WHAT THE TASK REQUIRES. Only the lines with "targets" in the entries below belong in the answer; please copy them.
Top of INPUT FOR THIS TASK
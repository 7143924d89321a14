//! Error types for the hanashi client.

use thiserror::Error;

/// Client-specific errors
#[derive(Debug, Error)]
pub enum ClientError {
    /// Transport could not be opened or dropped
    #[error("Connection error: {0}")]
    ConnectionError(String),

    /// HTTP request failed before a response was decoded
    #[error("Request failed: {0}")]
    Http(#[from] reqwest::Error),

    /// Server answered with `ok: false`
    #[error("Server rejected request ({status}): {code}")]
    Api {
        status: u16,
        code: String,
        message: Option<String>,
    },

    /// Server URL from the command line could not be parsed
    #[error("Invalid URL '{url}': {reason}")]
    InvalidUrl { url: String, reason: String },

    /// User id is empty or contains whitespace
    #[error("Invalid user id: '{0}'")]
    InvalidUserId(String),

    /// Response body did not match the envelope contract
    #[error("Invalid server response: {0}")]
    InvalidResponse(String),
}
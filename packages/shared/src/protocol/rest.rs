//! REST request bodies and response envelope.

use std::collections::BTreeMap;

use serde::{Deserialize, Serialize};

use super::message::MessageDto;

/// Header carrying the authenticated caller's identity on REST requests.
pub const USER_ID_HEADER: &str = "x-user-id";

/// Values accepted in the `action` field of `PUT /messages/{id}`.
pub mod action {
    /// Mark every unseen message from the peer `{id}` to the caller as seen.
    pub const MARK_SEEN: &str = "markSeen";
    /// Replace the text of message `{id}`; only its sender may do this.
    pub const EDIT: &str = "edit";
}

/// Response envelope wrapping every REST response: `{ok, data?, code?, message?}`.
#[derive(Debug, Clone, PartialEq, Eq, Serialize, Deserialize)]
pub struct ApiResponse<T> {
    pub ok: bool,
    #[serde(skip_serializing_if = "Option::is_none")]
    pub data: Option<T>,
    /// Machine-readable error code, e.g. `ERRORS.MESSAGE_NOT_FOUND`.
    #[serde(skip_serializing_if = "Option::is_none")]
    pub code: Option<String>,
    /// Human-readable detail for failures.
    #[serde(skip_serializing_if = "Option::is_none")]
    pub message: Option<String>,
}

impl<T> ApiResponse<T> {
    /// Successful response carrying `data`.
    pub fn success(data: T) -> Self {
        Self {
            ok: true,
            data: Some(data),
            code: None,
            message: None,
        }
    }

    /// Failed response with an error code.
    pub fn failure(code: impl Into<String>, message: Option<String>) -> Self {
        Self {
            ok: false,
            data: None,
            code: Some(code.into()),
            message,
        }
    }
}

/// Body of `POST /messages`.
///
/// Fields are optional on the wire so the server can answer missing values
/// with a precise error code instead of a generic decoding failure.
#[derive(Debug, Clone, Default, PartialEq, Eq, Serialize, Deserialize)]
#[serde(rename_all = "camelCase")]
pub struct CreateMessageRequest {
    pub receiver_id: Option<String>,
    #[serde(skip_serializing_if = "Option::is_none")]
    pub text: Option<String>,
    #[serde(skip_serializing_if = "Option::is_none")]
    pub image_url: Option<String>,
}

/// Body of `PUT /messages/{id}`; see [`action`].
#[derive(Debug, Clone, Default, PartialEq, Eq, Serialize, Deserialize)]
pub struct UpdateMessageRequest {
    pub action: Option<String>,
    #[serde(skip_serializing_if = "Option::is_none")]
    pub text: Option<String>,
}

impl UpdateMessageRequest {
    pub fn mark_seen() -> Self {
        Self {
            action: Some(action::MARK_SEEN.to_string()),
            text: None,
        }
    }

    pub fn edit(text: impl Into<String>) -> Self {
        Self {
            action: Some(action::EDIT.to_string()),
            text: Some(text.into()),
        }
    }
}

/// `data` of a successful `markSeen` update.
#[derive(Debug, Clone, Copy, PartialEq, Eq, Serialize, Deserialize)]
pub struct MarkSeenResult {
    /// Messages that flipped from unseen to seen.
    pub updated: u64,
}

/// Entry of `GET /messages/users`.
#[derive(Debug, Clone, PartialEq, Eq, Serialize, Deserialize)]
#[serde(rename_all = "camelCase")]
pub struct PeerDto {
    pub id: String,
    #[serde(default)]
    pub last_message: Option<MessageDto>,
}

/// Body of `GET /messages/unread/counts`: peer id → unseen messages from that peer.
pub type UnreadCounts = BTreeMap<String, u32>;

#[cfg(test)]
mod tests {
    use super::*;

    #[test]
    fn test_failure_envelope_omits_data() {
        // テスト項目: 失敗レスポンスは data を含まず code を含む
        // given (前提条件):
        let response: ApiResponse<MessageDto> = ApiResponse::failure("ERRORS.INVALID_ID", None);

        // when (操作):
        let json = serde_json::to_value(&response).unwrap();

        // then (期待する結果):
        assert_eq!(json, serde_json::json!({"ok": false, "code": "ERRORS.INVALID_ID"}));
    }

    #[test]
    fn test_success_envelope_round_trips_unread_counts() {
        // テスト項目: 未読数マップを含む成功レスポンスをデコードできる
        // given (前提条件):
        let body = r#"{"ok":true,"data":{"alice":2,"carol":1}}"#;

        // when (操作):
        let response: ApiResponse<UnreadCounts> = serde_json::from_str(body).unwrap();

        // then (期待する結果):
        assert!(response.ok);
        let counts = response.data.unwrap();
        assert_eq!(counts.get("alice"), Some(&2));
        assert_eq!(counts.get("carol"), Some(&1));
    }

    #[test]
    fn test_update_request_constructors() {
        // テスト項目: markSeen / edit の PUT ボディが正しい action を持つ
        // given (前提条件) / when (操作):
        let seen = serde_json::to_value(UpdateMessageRequest::mark_seen()).unwrap();
        let edit = serde_json::to_value(UpdateMessageRequest::edit("fixed")).unwrap();

        // then (期待する結果):
        assert_eq!(seen, serde_json::json!({"action": "markSeen"}));
        assert_eq!(edit, serde_json::json!({"action": "edit", "text": "fixed"}));
    }
}
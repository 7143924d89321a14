//! Parsing of the lines typed at the prompt.

use crate::store::StoreEvent;

pub const HELP: &str = "\
Commands:
  /open <peer>       open the conversation with <peer>
  /edit <id> <text>  replace the text of one of your messages
  /peers             show conversations and unread counts
  /refresh           reload conversations from the server
  /help              show this help
  /quit              log out and exit
Anything else is sent to the open conversation.";

/// One line of user input.
#[derive(Debug, Clone, PartialEq, Eq)]
pub enum Command {
    Open(String),
    Edit { id: String, text: String },
    Peers,
    Refresh,
    Help,
    Quit,
    Send(String),
    Invalid(String),
}

impl Command {
    pub fn parse(line: &str) -> Self {
        let line = line.trim();
        let Some(rest) = line.strip_prefix('/') else {
            return Self::Send(line.to_string());
        };

        let (name, args) = match rest.split_once(char::is_whitespace) {
            Some((name, args)) => (name, args.trim()),
            None => (rest, ""),
        };
        match name {
            "open" if !args.is_empty() && !args.contains(char::is_whitespace) => {
                Self::Open(args.to_string())
            }
            "open" => Self::Invalid("Usage: /open <peer>".to_string()),
            "edit" => match args.split_once(char::is_whitespace) {
                Some((id, text)) if !text.trim().is_empty() => Self::Edit {
                    id: id.to_string(),
                    text: text.trim().to_string(),
                },
                _ => Self::Invalid("Usage: /edit <id> <text>".to_string()),
            },
            "peers" => Self::Peers,
            "refresh" => Self::Refresh,
            "help" => Self::Help,
            "quit" | "exit" => Self::Quit,
            other => Self::Invalid(format!("Unknown command '/{}'. Type /help", other)),
        }
    }

    /// The store event this command dispatches, if any.
    pub fn into_event(self) -> Option<StoreEvent> {
        match self {
            Self::Open(peer) => Some(StoreEvent::ConversationSelected(peer)),
            Self::Edit { id, text } => Some(StoreEvent::EditRequested { id, text }),
            Self::Refresh => Some(StoreEvent::RefreshRequested),
            Self::Send(text) => Some(StoreEvent::SendRequested(text)),
            Self::Peers | Self::Help | Self::Quit | Self::Invalid(_) => None,
        }
    }
}
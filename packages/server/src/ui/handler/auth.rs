//! Caller identity for REST handlers.
//!
//! Credential verification lives outside this service; the gateway in front of
//! it forwards the verified identity in the `x-user-id` header.

use axum::{extract::FromRequestParts, http::request::Parts};
use hanashi_shared::protocol::USER_ID_HEADER;

use crate::{domain::UserId, ui::error::ApiError};

/// The authenticated caller.
#[derive(Debug, Clone)]
pub struct CurrentUser(pub UserId);

impl<S> FromRequestParts<S> for CurrentUser
where
    S: Send + Sync,
{
    type Rejection = ApiError;

    async fn from_request_parts(parts: &mut Parts, _state: &S) -> Result<Self, Self::Rejection> {
        let raw = parts
            .headers
            .get(USER_ID_HEADER)
            .and_then(|value| value.to_str().ok())
            .ok_or(ApiError::Unauthorized)?;
        UserId::new(raw.to_string())
            .map(CurrentUser)
            .map_err(|_| ApiError::Unauthorized)
    }
}
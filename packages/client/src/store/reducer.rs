//! Reducer of the reconciliation store.
//!
//! [`ReconciliationState::apply`] is the only place the client state changes.
//! It consumes one [`StoreEvent`] (a pushed server event, a REST result or a
//! user command) and returns the [`Effect`]s the runtime must perform. It does
//! no I/O itself.

use hanashi_shared::protocol::{
    MessageDto, MessagesReadPayload, MessagesSeenPayload, PeerDto, ServerEvent, UnreadCounts,
};

use crate::connection::ConnectionState;

use super::state::ReconciliationState;

/// Notice shown while the transport is being re-established.
pub const RECONNECTING_NOTICE: &str = "Connection error. Trying to reconnect...";

/// Inputs of the reducer.
#[derive(Debug, Clone, PartialEq, Eq)]
pub enum StoreEvent {
    // ----- user commands -----
    /// Open the conversation with a peer.
    ConversationSelected(String),
    /// Send text to the selected peer.
    SendRequested(String),
    /// Edit one of our messages.
    EditRequested { id: String, text: String },
    /// Re-fetch peers and unread counts.
    RefreshRequested,

    // ----- pushed by the server -----
    PresenceUpdated(Vec<String>),
    IncomingMessage(MessageDto),
    MessageEdited(MessageDto),
    MessagesSeen(MessagesSeenPayload),
    MessagesRead(MessagesReadPayload),

    // ----- REST results -----
    HistoryLoaded { peer: String, messages: Vec<MessageDto> },
    MessageSent(MessageDto),
    PeersLoaded(Vec<PeerDto>),
    UnreadCountsLoaded(UnreadCounts),
    RequestFailed(String),

    // ----- connection lifecycle -----
    ConnectionChanged(ConnectionState),
    ConnectionError(String),
    LoggedOut,
}

impl From<ServerEvent> for StoreEvent {
    fn from(event: ServerEvent) -> Self {
        match event {
            ServerEvent::GetOnlineUsers(ids) => Self::PresenceUpdated(ids),
            ServerEvent::NewMessage(message) => Self::IncomingMessage(message),
            ServerEvent::MessagesSeen(payload) => Self::MessagesSeen(payload),
            ServerEvent::MessageEdited(message) => Self::MessageEdited(message),
            ServerEvent::MessagesRead(payload) => Self::MessagesRead(payload),
        }
    }
}

/// Side effects requested by the reducer.
#[derive(Debug, Clone, PartialEq, Eq)]
pub enum Effect {
    FetchHistory(String),
    MarkSeen(String),
    /// Re-fetch peers and unread counts.
    Refresh,
    SendMessage { peer: String, text: String },
    EditMessage { id: String, text: String },
    /// Tell the user about something outside the open conversation.
    Notify(String),
}

impl ReconciliationState {
    /// Apply one event and return the effects to run.
    pub fn apply(&mut self, event: StoreEvent) -> Vec<Effect> {
        match event {
            StoreEvent::ConversationSelected(peer) => self.select_conversation(peer),
            StoreEvent::SendRequested(text) => match &self.selected_peer {
                Some(peer) => vec![Effect::SendMessage {
                    peer: peer.clone(),
                    text,
                }],
                None => {
                    self.notice = Some("Open a conversation first".to_string());
                    vec![]
                }
            },
            StoreEvent::EditRequested { id, text } => vec![Effect::EditMessage { id, text }],
            StoreEvent::RefreshRequested => vec![Effect::Refresh],

            StoreEvent::PresenceUpdated(ids) => {
                self.online_users = ids;
                vec![]
            }
            StoreEvent::IncomingMessage(message) | StoreEvent::MessageSent(message) => {
                self.apply_message(message)
            }
            StoreEvent::MessageEdited(message) => {
                self.apply_message_edited(message);
                vec![]
            }
            StoreEvent::MessagesSeen(payload) => {
                self.apply_messages_seen(&payload.sender_id, &payload.receiver_id);
                vec![]
            }
            StoreEvent::MessagesRead(payload) => {
                self.apply_messages_read(&payload.sender_id);
                vec![]
            }

            StoreEvent::HistoryLoaded { peer, messages } => self.apply_history(peer, messages),
            StoreEvent::PeersLoaded(peers) => {
                self.apply_peers(peers);
                vec![]
            }
            StoreEvent::UnreadCountsLoaded(counts) => {
                self.apply_unread_counts(counts);
                vec![]
            }
            StoreEvent::RequestFailed(reason) => {
                // seen は表示用のため、失敗してもロールバックしない
                self.notice = Some(reason);
                vec![]
            }

            StoreEvent::ConnectionChanged(state) => self.apply_connection(state),
            StoreEvent::ConnectionError(reason) => {
                tracing::debug!("Transport error: {}", reason);
                self.notice = Some(RECONNECTING_NOTICE.to_string());
                vec![]
            }
            StoreEvent::LoggedOut => {
                self.connection = ConnectionState::Disconnected;
                self.online_users.clear();
                self.notice = None;
                vec![]
            }
        }
    }

    fn select_conversation(&mut self, peer: String) -> Vec<Effect> {
        if peer == self.self_id {
            self.notice = Some("You cannot open a conversation with yourself".to_string());
            return vec![];
        }
        self.conversation_mut(&peer).unread_count = 0;
        self.sort_conversations();
        self.open_messages.clear();
        self.selected_peer = Some(peer.clone());
        vec![Effect::FetchHistory(peer)]
    }

    /// A message involving us: pushed by the server or returned by our own send.
    fn apply_message(&mut self, message: MessageDto) -> Vec<Effect> {
        if message.sender_id != self.self_id && message.receiver_id != self.self_id {
            tracing::debug!("Ignoring message '{}' not addressed to us", message.id);
            return vec![];
        }
        let peer = message.peer_of(&self.self_id).to_string();
        let first_time = self.applied_ids.insert(message.id.clone());
        let inbound = message.receiver_id == self.self_id;
        let selected = self.is_selected(&peer);

        let mut effects = Vec::new();
        let summary = self.conversation_mut(&peer);
        summary.offer_last_message(&message);
        if inbound && !selected && first_time {
            summary.unread_count += 1;
            effects.push(Effect::Notify(format!("New message from {}", peer)));
        }

        if selected {
            let mut message = message;
            if inbound {
                message.seen = true;
                effects.push(Effect::MarkSeen(peer.clone()));
            }
            self.merge_open_message(&message);
            self.conversation_mut(&peer).offer_last_message(&message);
        }

        self.sort_conversations();
        effects
    }

    fn apply_message_edited(&mut self, message: MessageDto) {
        if let Some(existing) = self.open_messages.iter_mut().find(|m| m.id == message.id) {
            let seen = existing.seen || message.seen;
            *existing = message.clone();
            existing.seen = seen;
        }
        let peer = message.peer_of(&self.self_id).to_string();
        if let Some(summary) = self.conversations.iter_mut().find(|c| c.peer_id == peer) {
            let is_last = summary
                .last_message
                .as_ref()
                .is_some_and(|last| last.id == message.id);
            if is_last {
                summary.offer_last_message(&message);
            }
        }
    }

    /// `receiver` has seen the messages `sender` sent them.
    fn apply_messages_seen(&mut self, sender: &str, receiver: &str) {
        if sender != self.self_id {
            return;
        }
        if self.is_selected(receiver) {
            for message in self
                .open_messages
                .iter_mut()
                .filter(|m| m.sender_id == sender && m.receiver_id == receiver)
            {
                message.seen = true;
            }
        }
        mark_last_seen(self, receiver, sender);
    }

    /// Another session of ours read the messages `sender` sent us.
    fn apply_messages_read(&mut self, sender: &str) {
        if let Some(summary) = self.conversations.iter_mut().find(|c| c.peer_id == sender) {
            summary.unread_count = 0;
        }
        if self.is_selected(sender) {
            let me = &self.self_id;
            for message in self
                .open_messages
                .iter_mut()
                .filter(|m| m.sender_id == sender && &m.receiver_id == me)
            {
                message.seen = true;
            }
        }
        mark_last_seen(self, sender, sender);
    }

    fn apply_history(&mut self, peer: String, messages: Vec<MessageDto>) -> Vec<Effect> {
        if !self.is_selected(&peer) {
            tracing::debug!("Discarding stale history for '{}'", peer);
            return vec![];
        }

        let mut received = false;
        for mut message in messages {
            if !message.is_between(&self.self_id, &peer) {
                continue;
            }
            if message.receiver_id == self.self_id {
                message.seen = true;
                received = true;
            }
            self.applied_ids.insert(message.id.clone());
            self.merge_open_message(&message);
        }

        if let Some(last) = self.open_messages.last().cloned() {
            self.conversation_mut(&peer).offer_last_message(&last);
            self.sort_conversations();
        }

        if received {
            vec![Effect::MarkSeen(peer)]
        } else {
            vec![]
        }
    }

    fn apply_peers(&mut self, peers: Vec<PeerDto>) {
        for peer in peers {
            if peer.id == self.self_id {
                continue;
            }
            if let Some(last) = &peer.last_message {
                self.applied_ids.insert(last.id.clone());
            }
            let summary = self.conversation_mut(&peer.id);
            if let Some(last) = &peer.last_message {
                summary.offer_last_message(last);
            }
        }
        self.sort_conversations();
    }

    fn apply_unread_counts(&mut self, counts: UnreadCounts) {
        for peer in counts.keys() {
            if peer != &self.self_id {
                self.conversation_mut(peer);
            }
        }
        let selected = self.selected_peer.clone();
        for summary in &mut self.conversations {
            summary.unread_count = if selected.as_deref() == Some(summary.peer_id.as_str()) {
                0
            } else {
                counts.get(&summary.peer_id).copied().unwrap_or(0)
            };
        }
        self.prune_applied_ids();
        self.sort_conversations();
    }

    fn apply_connection(&mut self, state: ConnectionState) -> Vec<Effect> {
        let was_connected = self.connection.is_connected();
        self.connection = state;
        match state {
            ConnectionState::Connected if !was_connected => {
                self.notice = None;
                // 切断中に取りこぼしたイベントを REST で取り直す
                let mut effects = vec![Effect::Refresh];
                if let Some(peer) = &self.selected_peer {
                    effects.push(Effect::FetchHistory(peer.clone()));
                }
                effects
            }
            ConnectionState::Connected => vec![],
            ConnectionState::Connecting { .. } | ConnectionState::Disconnected => {
                self.online_users.clear();
                vec![]
            }
        }
    }
}

/// Mark the conversation's last message seen if `sender` wrote it.
fn mark_last_seen(state: &mut ReconciliationState, peer: &str, sender: &str) {
    if let Some(last) = state
        .conversations
        .iter_mut()
        .find(|c| c.peer_id == peer)
        .and_then(|c| c.last_message.as_mut())
        .filter(|m| m.sender_id == sender)
    {
        last.seen = true;
    }
}
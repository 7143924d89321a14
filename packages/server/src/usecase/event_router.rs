//! UseCase: リアルタイムイベントのルーティング
//!
//! ## 概要
//!
//! 接続・切断を Presence Registry に反映し、presence の全量スナップショットを
//! 全接続にブロードキャストする。匿名接続は presence を変えないため、
//! スナップショットはその接続にだけ送る。REST ハンドラーが永続化に成功した後に呼ぶ
//! push の入口（`message_created` など）もここに集約する。
//!
//! ## 配送の保証
//!
//! push はベストエフォート（fire-and-forget）。相手がオフライン、送信キューが満杯、
//! 接続が閉じている場合はいずれもイベントを破棄してログに残すだけで、
//! 呼び出し元にエラーは返さない。相手は次の REST 取得で正しい状態を得る。

use std::sync::Arc;

use hanashi_shared::protocol::{
    ClientEvent, MessagesReadPayload, MessagesSeenPayload, ServerEvent,
};

use crate::domain::{Connection, Message, PresenceRegistry, UserId};

/// Result of handling one inbound client frame.
#[derive(Debug, Clone, PartialEq, Eq)]
pub enum InboundOutcome {
    /// A well-formed legacy relay event; the router takes no action.
    Ignored(&'static str),
    /// The frame could not be decoded and was dropped.
    Malformed,
}

/// Routes real-time events to live connections.
pub struct EventRouter {
    registry: Arc<dyn PresenceRegistry>,
}

impl EventRouter {
    pub fn new(registry: Arc<dyn PresenceRegistry>) -> Self {
        Self { registry }
    }

    /// A transport opened.
    ///
    /// The connection becomes a broadcast target. An identified connection is
    /// registered for its identity (superseding any previous one) and the new
    /// presence set is broadcast to every connection, the new one included.
    /// An anonymous connection leaves the set unchanged, so only it receives
    /// the current snapshot.
    pub async fn connect(&self, connection: Connection) {
        self.registry.attach(connection.clone()).await;
        match connection.user_id() {
            Some(identity) => {
                self.registry
                    .register(identity.clone(), connection.clone())
                    .await;
                tracing::info!(
                    "User '{}' online with session '{}'",
                    identity,
                    connection.session_id()
                );
            }
            None => {
                tracing::info!("Anonymous session '{}' connected", connection.session_id());
                self.send_snapshot(&connection).await;
                return;
            }
        }
        self.broadcast_presence().await;
    }

    /// A transport closed.
    ///
    /// The identity is released only if it is still registered to this very
    /// session, so an old transport closing late never evicts its replacement.
    pub async fn disconnect(&self, connection: &Connection) {
        let session_id = connection.session_id();
        self.registry.detach(&session_id).await;
        let Some(identity) = connection.user_id() else {
            tracing::info!("Anonymous session '{}' disconnected", session_id);
            return;
        };
        if self.registry.release(identity, &session_id).await {
            tracing::info!("User '{}' offline (session '{}')", identity, session_id);
        }
        self.broadcast_presence().await;
    }

    /// Push the full presence set to every attached connection.
    ///
    /// Returns the number of connections the snapshot was queued for.
    pub async fn broadcast_presence(&self) -> usize {
        let online = self.online_ids().await;
        let online_count = online.len();
        let Some(frame) = encode(&ServerEvent::GetOnlineUsers(online)) else {
            return 0;
        };

        let targets = self.registry.connections().await;
        let mut delivered = 0;
        for connection in &targets {
            // ブロードキャストでは一部の送信失敗を許容
            match connection.push(frame.clone()) {
                Ok(()) => delivered += 1,
                Err(e) => tracing::warn!("Failed to push presence snapshot: {}", e),
            }
        }
        tracing::debug!(
            "Broadcasted presence ({} online) to {}/{} connections",
            online_count,
            delivered,
            targets.len()
        );
        delivered
    }

    /// Push the current presence set to `connection` alone.
    async fn send_snapshot(&self, connection: &Connection) {
        let Some(frame) = encode(&ServerEvent::GetOnlineUsers(self.online_ids().await)) else {
            return;
        };
        if let Err(e) = connection.push(frame) {
            tracing::warn!(
                "Failed to push presence snapshot to session '{}': {}",
                connection.session_id(),
                e
            );
        }
    }

    async fn online_ids(&self) -> Vec<String> {
        self.registry
            .snapshot()
            .await
            .into_iter()
            .map(UserId::into_string)
            .collect()
    }

    /// Push `event` to the connection registered for `identity`.
    ///
    /// Returns `true` if the event was queued; `false` means it was dropped.
    pub async fn push_to(&self, identity: &UserId, event: &ServerEvent) -> bool {
        let Some(connection) = self.registry.lookup(identity).await else {
            tracing::debug!("User '{}' is offline, dropping '{}'", identity, event.name());
            return false;
        };
        let Some(frame) = encode(event) else {
            return false;
        };
        match connection.push(frame) {
            Ok(()) => {
                tracing::debug!("Pushed '{}' to user '{}'", event.name(), identity);
                true
            }
            Err(e) => {
                tracing::warn!("Dropped '{}' for user '{}': {}", event.name(), identity, e);
                false
            }
        }
    }

    /// A message was stored; notify its receiver.
    pub async fn message_created(&self, message: &Message) -> bool {
        self.push_to(&message.receiver_id, &ServerEvent::NewMessage(message.into()))
            .await
    }

    /// `reader` has seen the messages `sender` sent them; notify `sender`.
    pub async fn messages_seen(&self, sender: &UserId, reader: &UserId) -> bool {
        let event = ServerEvent::MessagesSeen(MessagesSeenPayload {
            sender_id: sender.as_str().to_string(),
            receiver_id: reader.as_str().to_string(),
        });
        self.push_to(sender, &event).await
    }

    /// `reader` marked `sender`'s messages as read; notify the reader's own session.
    pub async fn messages_read(&self, sender: &UserId, reader: &UserId) -> bool {
        let event = ServerEvent::MessagesRead(MessagesReadPayload {
            sender_id: sender.as_str().to_string(),
        });
        self.push_to(reader, &event).await
    }

    /// A message was edited by its sender; notify its receiver.
    pub async fn message_edited(&self, message: &Message) -> bool {
        self.push_to(
            &message.receiver_id,
            &ServerEvent::MessageEdited(message.into()),
        )
        .await
    }

    /// Handle a text frame sent by a client.
    ///
    /// Client-originated events are legacy relays: creation, edits and seen
    /// status all go through REST, which pushes the resulting events itself.
    /// Malformed frames are dropped without affecting other connections.
    pub fn handle_inbound(&self, connection: &Connection, frame: &str) -> InboundOutcome {
        match ClientEvent::from_json(frame) {
            Ok(event) => {
                tracing::debug!(
                    "Ignoring legacy '{}' event from session '{}'",
                    event.name(),
                    connection.session_id()
                );
                InboundOutcome::Ignored(event.name())
            }
            Err(e) => {
                tracing::warn!(
                    "Dropping malformed frame from session '{}': {}",
                    connection.session_id(),
                    e
                );
                InboundOutcome::Malformed
            }
        }
    }
}

fn encode(event: &ServerEvent) -> Option<String> {
    match event.to_json() {
        Ok(frame) => Some(frame),
        Err(e) => {
            tracing::error!("Failed to serialize '{}': {}", event.name(), e);
            None
        }
    }
}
Bottom of INPUT FOR THIS TASK
OUTPUT FOR THIS TASK.
        let targets = self.registry.connections().await;
        for connection in &targets {
            targets.len()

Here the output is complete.